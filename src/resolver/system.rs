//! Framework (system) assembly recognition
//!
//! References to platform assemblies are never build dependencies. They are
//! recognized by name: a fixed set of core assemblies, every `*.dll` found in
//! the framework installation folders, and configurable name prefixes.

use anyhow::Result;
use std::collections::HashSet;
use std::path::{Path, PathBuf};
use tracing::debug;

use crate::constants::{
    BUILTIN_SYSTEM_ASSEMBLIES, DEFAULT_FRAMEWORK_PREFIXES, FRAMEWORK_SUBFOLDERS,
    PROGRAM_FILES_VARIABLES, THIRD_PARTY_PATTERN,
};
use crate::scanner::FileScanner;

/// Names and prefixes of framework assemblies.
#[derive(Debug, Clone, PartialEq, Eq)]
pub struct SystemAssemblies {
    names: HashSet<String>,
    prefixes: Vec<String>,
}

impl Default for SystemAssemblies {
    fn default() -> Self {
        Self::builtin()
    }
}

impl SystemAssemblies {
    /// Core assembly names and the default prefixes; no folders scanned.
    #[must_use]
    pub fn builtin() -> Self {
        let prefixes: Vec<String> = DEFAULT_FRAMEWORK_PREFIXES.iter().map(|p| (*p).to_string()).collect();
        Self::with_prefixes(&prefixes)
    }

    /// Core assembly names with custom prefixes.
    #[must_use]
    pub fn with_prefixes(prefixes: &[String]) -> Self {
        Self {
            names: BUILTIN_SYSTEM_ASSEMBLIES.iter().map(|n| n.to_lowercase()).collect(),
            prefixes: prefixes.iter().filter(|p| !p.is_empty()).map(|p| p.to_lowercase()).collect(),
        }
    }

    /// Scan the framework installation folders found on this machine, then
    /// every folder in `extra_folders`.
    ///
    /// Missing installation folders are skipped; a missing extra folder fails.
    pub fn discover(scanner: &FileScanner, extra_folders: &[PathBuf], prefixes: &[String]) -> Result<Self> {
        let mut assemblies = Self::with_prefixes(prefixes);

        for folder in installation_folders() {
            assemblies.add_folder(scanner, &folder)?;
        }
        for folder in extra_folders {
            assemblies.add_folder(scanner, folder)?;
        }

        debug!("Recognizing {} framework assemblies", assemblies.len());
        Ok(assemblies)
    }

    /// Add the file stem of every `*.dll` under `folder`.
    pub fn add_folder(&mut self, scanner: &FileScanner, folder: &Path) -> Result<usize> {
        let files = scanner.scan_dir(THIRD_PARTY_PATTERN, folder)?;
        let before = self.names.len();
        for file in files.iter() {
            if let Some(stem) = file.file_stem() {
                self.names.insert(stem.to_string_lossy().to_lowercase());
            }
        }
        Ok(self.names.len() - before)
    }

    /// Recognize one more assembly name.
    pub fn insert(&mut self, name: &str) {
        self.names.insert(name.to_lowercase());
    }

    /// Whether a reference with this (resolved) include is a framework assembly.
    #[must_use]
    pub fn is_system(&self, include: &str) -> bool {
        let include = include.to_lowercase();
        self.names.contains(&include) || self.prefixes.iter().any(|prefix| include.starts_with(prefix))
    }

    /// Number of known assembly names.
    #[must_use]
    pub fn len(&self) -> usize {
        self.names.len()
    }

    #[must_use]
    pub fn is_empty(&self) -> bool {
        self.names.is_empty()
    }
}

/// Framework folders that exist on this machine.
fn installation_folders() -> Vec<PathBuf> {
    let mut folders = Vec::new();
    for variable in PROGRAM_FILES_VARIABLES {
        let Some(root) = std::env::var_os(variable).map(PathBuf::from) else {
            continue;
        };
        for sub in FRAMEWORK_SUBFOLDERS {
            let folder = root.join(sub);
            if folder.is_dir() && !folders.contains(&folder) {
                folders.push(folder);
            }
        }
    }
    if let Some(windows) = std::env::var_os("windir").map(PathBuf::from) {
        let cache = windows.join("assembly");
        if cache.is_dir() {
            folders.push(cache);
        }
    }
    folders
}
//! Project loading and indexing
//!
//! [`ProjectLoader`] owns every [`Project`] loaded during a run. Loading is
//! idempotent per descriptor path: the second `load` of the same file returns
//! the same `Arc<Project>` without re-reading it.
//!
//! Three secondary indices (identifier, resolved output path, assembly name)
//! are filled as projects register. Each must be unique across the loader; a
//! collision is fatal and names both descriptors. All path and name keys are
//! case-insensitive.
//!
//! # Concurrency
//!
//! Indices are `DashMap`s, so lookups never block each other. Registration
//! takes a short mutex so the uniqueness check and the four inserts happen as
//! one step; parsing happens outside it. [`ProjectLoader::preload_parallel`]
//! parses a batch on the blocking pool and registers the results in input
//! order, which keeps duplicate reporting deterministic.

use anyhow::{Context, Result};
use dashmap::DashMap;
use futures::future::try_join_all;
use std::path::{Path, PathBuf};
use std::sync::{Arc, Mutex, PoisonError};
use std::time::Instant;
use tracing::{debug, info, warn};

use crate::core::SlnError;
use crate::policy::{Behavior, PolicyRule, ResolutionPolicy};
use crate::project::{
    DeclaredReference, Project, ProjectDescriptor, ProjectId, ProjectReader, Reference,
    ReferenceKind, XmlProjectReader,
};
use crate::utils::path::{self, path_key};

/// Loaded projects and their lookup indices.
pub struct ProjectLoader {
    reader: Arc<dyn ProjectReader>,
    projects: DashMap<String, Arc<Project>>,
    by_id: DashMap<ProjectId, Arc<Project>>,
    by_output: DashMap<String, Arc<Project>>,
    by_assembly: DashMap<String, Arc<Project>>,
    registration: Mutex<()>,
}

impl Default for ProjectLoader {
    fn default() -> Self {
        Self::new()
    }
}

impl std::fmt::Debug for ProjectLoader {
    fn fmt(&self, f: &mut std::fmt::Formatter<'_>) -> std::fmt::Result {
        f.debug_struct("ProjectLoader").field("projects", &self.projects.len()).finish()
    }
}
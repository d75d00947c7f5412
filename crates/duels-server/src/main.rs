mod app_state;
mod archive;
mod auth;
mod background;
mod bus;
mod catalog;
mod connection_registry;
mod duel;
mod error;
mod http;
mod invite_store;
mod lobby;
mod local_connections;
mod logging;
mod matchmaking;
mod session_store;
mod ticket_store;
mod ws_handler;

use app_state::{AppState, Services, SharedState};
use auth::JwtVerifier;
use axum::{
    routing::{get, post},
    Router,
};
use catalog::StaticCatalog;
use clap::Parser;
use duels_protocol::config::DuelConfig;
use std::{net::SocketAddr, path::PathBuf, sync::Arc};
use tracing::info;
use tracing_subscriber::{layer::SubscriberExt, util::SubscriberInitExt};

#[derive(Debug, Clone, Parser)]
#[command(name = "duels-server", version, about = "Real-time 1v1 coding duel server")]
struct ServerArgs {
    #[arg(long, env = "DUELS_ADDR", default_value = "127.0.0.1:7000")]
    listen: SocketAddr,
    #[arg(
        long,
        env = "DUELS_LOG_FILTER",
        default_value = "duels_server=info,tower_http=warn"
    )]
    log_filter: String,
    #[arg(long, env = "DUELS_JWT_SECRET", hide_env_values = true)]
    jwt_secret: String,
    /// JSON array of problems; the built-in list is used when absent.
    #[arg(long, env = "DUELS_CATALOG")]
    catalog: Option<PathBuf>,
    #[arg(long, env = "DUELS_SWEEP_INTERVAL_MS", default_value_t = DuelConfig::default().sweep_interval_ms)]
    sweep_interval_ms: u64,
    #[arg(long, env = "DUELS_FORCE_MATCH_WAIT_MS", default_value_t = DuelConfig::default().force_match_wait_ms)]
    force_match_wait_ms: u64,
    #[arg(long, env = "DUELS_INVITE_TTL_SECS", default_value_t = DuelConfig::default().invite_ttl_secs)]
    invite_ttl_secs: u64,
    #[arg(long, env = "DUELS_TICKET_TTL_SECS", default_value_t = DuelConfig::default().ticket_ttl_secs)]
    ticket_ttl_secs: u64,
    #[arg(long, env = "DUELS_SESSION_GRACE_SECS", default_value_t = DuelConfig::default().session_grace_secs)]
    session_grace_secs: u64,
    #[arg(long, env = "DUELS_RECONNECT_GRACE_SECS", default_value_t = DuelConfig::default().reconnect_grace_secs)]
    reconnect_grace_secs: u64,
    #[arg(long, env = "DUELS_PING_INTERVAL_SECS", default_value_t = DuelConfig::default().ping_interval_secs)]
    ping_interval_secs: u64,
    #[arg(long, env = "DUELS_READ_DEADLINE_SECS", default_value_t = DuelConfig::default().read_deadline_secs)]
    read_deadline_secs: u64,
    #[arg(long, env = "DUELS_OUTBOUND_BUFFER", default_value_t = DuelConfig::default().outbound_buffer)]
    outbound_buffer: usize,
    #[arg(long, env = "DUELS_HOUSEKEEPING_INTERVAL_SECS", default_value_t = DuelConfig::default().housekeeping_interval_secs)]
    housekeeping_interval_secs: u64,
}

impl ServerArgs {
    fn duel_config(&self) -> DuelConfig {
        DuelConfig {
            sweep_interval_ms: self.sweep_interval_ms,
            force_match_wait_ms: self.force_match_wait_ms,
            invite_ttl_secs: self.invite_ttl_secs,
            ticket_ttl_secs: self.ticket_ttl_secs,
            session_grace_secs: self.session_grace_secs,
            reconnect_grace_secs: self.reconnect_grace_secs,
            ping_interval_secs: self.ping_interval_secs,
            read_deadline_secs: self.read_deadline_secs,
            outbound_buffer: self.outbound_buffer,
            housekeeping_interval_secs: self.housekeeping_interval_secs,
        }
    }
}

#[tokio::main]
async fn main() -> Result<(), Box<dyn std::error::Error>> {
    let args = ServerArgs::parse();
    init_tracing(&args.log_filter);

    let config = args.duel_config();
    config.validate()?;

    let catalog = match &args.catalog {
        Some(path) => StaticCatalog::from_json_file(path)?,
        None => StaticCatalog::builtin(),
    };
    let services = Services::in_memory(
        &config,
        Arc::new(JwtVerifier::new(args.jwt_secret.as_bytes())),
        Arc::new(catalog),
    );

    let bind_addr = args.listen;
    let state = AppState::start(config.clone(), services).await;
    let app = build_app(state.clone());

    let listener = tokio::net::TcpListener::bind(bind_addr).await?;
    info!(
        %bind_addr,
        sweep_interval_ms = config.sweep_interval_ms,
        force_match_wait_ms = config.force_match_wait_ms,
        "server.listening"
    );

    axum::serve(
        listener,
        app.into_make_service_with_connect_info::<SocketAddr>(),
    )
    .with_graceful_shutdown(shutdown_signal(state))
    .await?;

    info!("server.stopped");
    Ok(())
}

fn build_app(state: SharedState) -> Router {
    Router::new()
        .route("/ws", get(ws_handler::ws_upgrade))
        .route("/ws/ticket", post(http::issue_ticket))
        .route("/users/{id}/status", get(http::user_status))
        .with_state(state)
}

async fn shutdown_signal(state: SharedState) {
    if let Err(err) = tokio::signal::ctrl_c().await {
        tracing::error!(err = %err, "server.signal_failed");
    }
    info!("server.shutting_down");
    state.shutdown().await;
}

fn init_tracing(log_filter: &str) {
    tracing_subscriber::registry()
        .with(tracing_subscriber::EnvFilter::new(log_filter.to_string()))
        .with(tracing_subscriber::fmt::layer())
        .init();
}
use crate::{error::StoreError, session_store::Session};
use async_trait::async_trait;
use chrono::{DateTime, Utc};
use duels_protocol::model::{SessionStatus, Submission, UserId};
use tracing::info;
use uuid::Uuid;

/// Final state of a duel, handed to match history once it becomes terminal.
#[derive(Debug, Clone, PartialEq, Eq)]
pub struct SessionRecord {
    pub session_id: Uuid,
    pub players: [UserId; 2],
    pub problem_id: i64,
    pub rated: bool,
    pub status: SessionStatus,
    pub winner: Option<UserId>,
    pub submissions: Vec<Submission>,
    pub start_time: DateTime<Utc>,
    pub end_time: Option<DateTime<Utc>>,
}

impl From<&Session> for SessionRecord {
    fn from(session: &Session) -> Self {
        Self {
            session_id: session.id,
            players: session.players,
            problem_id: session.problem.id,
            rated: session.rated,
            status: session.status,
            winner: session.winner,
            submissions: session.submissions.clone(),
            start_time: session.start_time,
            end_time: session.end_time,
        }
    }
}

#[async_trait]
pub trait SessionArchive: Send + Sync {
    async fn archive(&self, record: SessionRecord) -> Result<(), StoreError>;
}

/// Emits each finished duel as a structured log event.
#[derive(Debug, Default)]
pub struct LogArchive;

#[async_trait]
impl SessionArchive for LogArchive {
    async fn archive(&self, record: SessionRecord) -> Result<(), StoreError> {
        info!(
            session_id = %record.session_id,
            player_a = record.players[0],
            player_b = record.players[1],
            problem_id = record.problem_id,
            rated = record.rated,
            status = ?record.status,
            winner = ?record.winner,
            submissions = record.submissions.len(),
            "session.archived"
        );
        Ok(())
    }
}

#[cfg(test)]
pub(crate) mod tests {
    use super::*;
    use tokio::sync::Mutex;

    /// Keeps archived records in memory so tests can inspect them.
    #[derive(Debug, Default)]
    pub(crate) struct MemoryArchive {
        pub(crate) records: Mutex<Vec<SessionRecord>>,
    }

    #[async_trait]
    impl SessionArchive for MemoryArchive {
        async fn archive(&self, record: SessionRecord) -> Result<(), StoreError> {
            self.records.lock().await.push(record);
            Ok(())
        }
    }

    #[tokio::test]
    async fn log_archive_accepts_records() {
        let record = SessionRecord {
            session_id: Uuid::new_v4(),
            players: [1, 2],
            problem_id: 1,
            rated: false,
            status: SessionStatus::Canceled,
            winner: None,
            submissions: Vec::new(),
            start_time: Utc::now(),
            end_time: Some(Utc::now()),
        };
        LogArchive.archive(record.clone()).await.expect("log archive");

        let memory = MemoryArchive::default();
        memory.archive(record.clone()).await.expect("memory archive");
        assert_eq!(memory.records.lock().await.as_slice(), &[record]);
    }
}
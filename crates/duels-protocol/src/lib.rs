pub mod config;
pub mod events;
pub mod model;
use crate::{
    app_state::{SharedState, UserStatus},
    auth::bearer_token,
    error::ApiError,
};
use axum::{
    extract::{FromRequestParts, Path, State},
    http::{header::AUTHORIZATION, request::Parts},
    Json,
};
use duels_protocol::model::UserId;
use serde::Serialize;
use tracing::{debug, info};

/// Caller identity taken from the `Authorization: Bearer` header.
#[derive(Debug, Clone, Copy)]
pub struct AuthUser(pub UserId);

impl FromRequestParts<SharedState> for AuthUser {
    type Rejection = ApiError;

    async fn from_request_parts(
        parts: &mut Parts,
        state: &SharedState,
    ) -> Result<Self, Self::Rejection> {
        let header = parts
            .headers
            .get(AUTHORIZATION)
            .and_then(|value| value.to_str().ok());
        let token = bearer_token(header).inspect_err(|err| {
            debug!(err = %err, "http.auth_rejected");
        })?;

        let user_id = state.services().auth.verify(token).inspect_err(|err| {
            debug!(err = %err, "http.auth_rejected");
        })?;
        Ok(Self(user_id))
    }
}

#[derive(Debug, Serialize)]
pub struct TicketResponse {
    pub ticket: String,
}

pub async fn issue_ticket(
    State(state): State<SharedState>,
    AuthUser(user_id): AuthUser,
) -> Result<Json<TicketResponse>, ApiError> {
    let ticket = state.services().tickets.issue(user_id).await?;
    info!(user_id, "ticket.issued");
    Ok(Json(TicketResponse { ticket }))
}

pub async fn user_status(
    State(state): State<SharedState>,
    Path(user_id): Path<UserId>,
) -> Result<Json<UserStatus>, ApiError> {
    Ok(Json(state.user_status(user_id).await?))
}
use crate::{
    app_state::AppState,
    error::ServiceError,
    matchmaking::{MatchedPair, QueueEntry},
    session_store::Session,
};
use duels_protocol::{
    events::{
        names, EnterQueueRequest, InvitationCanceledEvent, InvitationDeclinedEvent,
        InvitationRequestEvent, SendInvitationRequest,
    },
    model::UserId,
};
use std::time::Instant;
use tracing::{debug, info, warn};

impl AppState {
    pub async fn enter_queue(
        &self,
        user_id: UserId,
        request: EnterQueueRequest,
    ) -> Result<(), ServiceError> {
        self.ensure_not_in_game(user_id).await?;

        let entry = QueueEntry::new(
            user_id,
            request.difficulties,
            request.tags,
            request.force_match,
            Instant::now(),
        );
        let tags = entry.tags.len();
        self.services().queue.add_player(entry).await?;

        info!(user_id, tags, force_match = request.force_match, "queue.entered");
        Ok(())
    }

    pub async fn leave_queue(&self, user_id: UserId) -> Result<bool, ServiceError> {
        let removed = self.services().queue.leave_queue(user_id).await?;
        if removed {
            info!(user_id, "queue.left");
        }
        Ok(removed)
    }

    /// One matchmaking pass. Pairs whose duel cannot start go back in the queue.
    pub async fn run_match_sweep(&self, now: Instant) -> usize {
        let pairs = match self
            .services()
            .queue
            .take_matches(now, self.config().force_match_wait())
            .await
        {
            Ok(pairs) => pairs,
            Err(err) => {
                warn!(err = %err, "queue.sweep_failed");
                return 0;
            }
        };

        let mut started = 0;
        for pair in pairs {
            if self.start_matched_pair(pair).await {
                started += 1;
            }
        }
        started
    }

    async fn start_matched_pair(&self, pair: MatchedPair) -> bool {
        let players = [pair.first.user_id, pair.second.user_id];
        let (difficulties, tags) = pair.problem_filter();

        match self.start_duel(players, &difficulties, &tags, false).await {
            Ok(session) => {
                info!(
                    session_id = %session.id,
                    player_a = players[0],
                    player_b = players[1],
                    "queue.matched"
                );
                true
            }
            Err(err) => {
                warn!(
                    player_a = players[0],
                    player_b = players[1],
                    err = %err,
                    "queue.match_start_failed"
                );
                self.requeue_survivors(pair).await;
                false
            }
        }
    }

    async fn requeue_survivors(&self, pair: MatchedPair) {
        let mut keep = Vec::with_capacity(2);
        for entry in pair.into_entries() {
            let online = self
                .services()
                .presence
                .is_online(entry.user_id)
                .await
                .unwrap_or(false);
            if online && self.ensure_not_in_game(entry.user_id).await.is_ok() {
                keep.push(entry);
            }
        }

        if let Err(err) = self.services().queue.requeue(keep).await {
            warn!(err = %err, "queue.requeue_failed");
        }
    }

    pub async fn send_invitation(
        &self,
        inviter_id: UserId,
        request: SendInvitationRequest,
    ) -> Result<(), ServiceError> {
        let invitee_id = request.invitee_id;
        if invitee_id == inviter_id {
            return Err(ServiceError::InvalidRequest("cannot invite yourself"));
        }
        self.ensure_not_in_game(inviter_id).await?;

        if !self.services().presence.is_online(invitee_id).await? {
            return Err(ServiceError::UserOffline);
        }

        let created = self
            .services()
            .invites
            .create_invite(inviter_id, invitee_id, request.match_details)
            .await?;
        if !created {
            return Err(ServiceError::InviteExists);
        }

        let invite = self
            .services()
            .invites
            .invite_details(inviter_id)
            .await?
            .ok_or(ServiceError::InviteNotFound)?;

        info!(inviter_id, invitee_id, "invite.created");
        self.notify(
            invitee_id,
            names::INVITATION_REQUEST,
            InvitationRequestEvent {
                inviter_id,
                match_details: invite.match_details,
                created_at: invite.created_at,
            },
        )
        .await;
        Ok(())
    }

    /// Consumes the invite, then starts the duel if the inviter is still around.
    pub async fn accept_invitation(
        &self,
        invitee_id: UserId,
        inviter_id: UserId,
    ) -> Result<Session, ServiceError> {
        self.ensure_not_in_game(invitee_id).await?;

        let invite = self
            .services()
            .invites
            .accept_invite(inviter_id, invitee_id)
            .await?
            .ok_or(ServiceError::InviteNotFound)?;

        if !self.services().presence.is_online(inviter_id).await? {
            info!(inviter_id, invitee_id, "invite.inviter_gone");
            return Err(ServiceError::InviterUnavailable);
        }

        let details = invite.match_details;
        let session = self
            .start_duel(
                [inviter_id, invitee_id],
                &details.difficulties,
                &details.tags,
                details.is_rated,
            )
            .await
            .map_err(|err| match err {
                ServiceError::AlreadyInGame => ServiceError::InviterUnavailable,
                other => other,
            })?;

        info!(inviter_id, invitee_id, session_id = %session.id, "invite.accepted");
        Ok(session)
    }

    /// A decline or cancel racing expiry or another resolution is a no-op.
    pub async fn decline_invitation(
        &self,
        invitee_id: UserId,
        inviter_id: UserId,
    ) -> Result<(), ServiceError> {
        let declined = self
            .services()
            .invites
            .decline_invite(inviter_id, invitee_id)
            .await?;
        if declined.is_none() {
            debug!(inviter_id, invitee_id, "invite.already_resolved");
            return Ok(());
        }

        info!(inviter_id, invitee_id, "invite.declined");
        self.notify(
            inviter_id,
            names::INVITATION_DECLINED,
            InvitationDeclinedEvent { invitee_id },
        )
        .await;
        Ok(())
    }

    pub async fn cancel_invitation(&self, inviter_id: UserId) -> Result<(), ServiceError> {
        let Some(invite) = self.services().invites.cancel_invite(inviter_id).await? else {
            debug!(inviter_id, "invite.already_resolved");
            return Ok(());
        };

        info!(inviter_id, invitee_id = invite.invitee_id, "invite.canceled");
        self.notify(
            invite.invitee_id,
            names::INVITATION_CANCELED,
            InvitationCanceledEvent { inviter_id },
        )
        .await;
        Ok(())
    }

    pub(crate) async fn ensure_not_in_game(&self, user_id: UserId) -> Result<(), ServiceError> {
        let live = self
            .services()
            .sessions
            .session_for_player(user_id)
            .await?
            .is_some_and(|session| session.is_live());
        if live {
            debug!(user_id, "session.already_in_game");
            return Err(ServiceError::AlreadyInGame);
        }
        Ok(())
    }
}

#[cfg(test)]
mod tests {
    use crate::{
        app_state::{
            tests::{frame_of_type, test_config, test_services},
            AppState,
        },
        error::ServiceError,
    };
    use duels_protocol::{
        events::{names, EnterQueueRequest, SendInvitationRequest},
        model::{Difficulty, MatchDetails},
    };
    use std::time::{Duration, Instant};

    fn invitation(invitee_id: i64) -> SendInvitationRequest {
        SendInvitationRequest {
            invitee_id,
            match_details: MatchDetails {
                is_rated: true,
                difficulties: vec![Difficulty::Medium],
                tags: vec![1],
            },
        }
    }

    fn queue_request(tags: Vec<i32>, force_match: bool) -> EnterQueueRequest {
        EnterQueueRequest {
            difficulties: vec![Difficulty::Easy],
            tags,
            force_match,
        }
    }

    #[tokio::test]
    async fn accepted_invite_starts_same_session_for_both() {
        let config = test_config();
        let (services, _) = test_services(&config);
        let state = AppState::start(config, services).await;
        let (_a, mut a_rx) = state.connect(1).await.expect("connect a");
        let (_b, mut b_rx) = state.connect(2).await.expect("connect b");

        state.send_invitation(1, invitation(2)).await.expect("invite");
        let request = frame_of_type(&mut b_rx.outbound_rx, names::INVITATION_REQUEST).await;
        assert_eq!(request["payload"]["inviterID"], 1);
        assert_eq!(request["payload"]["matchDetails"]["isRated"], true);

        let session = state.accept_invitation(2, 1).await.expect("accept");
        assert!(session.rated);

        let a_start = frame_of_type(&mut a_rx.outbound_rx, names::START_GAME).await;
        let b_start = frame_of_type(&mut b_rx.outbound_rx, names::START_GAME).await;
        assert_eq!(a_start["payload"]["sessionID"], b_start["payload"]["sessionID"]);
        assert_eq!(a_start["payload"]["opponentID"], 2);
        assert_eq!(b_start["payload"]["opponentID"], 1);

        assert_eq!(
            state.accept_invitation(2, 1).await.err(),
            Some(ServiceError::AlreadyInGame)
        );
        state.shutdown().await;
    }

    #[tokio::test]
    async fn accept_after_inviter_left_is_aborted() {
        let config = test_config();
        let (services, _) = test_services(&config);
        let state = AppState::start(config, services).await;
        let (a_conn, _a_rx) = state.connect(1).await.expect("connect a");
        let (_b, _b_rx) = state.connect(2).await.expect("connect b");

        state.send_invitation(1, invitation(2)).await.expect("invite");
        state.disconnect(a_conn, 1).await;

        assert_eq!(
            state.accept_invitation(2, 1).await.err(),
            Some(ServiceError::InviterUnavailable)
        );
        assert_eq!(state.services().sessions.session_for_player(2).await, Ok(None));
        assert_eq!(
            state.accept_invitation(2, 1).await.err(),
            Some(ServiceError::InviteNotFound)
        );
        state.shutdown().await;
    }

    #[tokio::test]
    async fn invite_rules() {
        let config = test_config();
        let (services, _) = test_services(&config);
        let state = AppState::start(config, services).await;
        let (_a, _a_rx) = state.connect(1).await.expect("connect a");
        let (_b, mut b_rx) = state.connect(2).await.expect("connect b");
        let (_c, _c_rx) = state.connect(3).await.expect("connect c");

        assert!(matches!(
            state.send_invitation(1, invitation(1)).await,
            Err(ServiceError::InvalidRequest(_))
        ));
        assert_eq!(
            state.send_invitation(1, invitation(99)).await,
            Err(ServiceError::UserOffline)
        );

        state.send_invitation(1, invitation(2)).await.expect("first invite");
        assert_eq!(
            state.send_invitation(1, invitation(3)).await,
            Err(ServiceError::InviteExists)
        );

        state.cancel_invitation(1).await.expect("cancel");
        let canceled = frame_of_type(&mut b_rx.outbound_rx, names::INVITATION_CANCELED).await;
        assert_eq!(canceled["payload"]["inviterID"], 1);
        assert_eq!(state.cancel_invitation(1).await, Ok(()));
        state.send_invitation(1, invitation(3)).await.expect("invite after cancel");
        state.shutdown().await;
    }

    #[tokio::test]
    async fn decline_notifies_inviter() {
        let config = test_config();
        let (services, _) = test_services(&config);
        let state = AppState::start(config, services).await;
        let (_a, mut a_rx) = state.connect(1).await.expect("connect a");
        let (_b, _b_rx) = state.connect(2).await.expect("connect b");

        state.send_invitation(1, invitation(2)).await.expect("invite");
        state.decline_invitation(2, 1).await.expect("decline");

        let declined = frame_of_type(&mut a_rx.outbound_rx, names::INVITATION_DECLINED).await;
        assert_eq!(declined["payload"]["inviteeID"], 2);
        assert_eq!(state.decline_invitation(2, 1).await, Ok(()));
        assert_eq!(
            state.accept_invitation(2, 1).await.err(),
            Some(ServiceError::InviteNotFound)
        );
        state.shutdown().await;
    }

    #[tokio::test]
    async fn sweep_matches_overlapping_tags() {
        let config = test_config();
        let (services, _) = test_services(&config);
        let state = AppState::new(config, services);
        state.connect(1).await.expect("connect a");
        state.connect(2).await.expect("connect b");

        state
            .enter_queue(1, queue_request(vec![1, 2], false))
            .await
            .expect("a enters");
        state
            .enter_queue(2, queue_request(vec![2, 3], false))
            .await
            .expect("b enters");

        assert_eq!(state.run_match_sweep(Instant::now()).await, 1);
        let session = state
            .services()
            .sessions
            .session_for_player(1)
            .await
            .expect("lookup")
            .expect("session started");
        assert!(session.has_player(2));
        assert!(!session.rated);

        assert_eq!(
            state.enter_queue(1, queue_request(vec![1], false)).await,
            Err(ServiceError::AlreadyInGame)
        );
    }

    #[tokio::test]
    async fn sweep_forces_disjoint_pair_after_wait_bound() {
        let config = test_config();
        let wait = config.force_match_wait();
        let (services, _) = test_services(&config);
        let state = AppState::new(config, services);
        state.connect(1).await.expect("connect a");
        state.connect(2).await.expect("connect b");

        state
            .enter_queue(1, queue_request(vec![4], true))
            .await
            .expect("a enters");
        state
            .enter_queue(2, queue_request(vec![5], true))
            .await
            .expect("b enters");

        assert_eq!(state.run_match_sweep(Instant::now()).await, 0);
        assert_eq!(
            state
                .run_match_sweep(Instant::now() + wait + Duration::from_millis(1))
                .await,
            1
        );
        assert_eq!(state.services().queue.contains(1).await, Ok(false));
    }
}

○ ○ ○ ○

▶ **Work task**
There is a run of lines above from the one with "pub fn insert(&mut" to the one with "fn installation_folders() ->"; print exactly that run, both ends included, and nothing else.

▶ **Problem solution**
    pub fn insert(&mut self, name: &str) {
        self.names.insert(name.to_lowercase());
    }

    /// Whether a reference with this (resolved) include is a framework assembly.
    #[must_use]
    pub fn is_system(&self, include: &str) -> bool {
        let include = include.to_lowercase();
        self.names.contains(&include) || self.prefixes.iter().any(|prefix| include.starts_with(prefix))
    }

    /// Number of known assembly names.
    #[must_use]
    pub fn len(&self) -> usize {
        self.names.len()
    }

    #[must_use]
    pub fn is_empty(&self) -> bool {
        self.names.is_empty()
    }
}

/// Framework folders that exist on this machine.
fn installation_folders() -> Vec<PathBuf> {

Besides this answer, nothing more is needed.